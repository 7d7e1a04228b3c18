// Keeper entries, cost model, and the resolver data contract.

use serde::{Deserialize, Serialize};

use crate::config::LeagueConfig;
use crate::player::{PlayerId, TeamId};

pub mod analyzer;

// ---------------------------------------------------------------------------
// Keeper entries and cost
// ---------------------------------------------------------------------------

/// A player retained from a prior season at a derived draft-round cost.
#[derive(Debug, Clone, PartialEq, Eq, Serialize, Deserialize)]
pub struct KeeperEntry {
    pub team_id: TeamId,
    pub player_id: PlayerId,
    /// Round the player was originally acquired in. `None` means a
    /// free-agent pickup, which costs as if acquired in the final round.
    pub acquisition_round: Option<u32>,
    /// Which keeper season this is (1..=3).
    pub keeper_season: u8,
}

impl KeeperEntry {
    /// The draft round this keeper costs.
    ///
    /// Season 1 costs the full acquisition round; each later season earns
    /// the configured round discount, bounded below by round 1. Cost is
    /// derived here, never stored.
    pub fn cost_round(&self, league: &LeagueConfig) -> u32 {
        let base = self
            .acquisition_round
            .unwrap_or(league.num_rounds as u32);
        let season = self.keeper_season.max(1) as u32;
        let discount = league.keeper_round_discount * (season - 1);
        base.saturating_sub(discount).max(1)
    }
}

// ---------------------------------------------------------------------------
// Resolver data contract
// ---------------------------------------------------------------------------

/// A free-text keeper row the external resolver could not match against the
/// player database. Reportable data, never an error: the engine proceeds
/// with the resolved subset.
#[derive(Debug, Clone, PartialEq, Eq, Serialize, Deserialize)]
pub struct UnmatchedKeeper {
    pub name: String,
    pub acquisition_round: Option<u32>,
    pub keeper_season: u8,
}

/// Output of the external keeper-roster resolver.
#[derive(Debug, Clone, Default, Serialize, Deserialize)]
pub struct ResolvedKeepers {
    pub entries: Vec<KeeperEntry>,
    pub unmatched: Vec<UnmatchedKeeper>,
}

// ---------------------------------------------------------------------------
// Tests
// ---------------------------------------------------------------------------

> **YOUR GOAL**
Locate "#[derive(Debug, Clone, Default, Serialize, Deserialize)]" in the data above. Then repeat, exactly, its line and each line after it through the last, adding nothing.

> **ANSWER SECTION**
#[derive(Debug, Clone, Default, Serialize, Deserialize)]
pub struct ResolvedKeepers {
    pub entries: Vec<KeeperEntry>,
    pub unmatched: Vec<UnmatchedKeeper>,
}

// ---------------------------------------------------------------------------
// Tests
// ---------------------------------------------------------------------------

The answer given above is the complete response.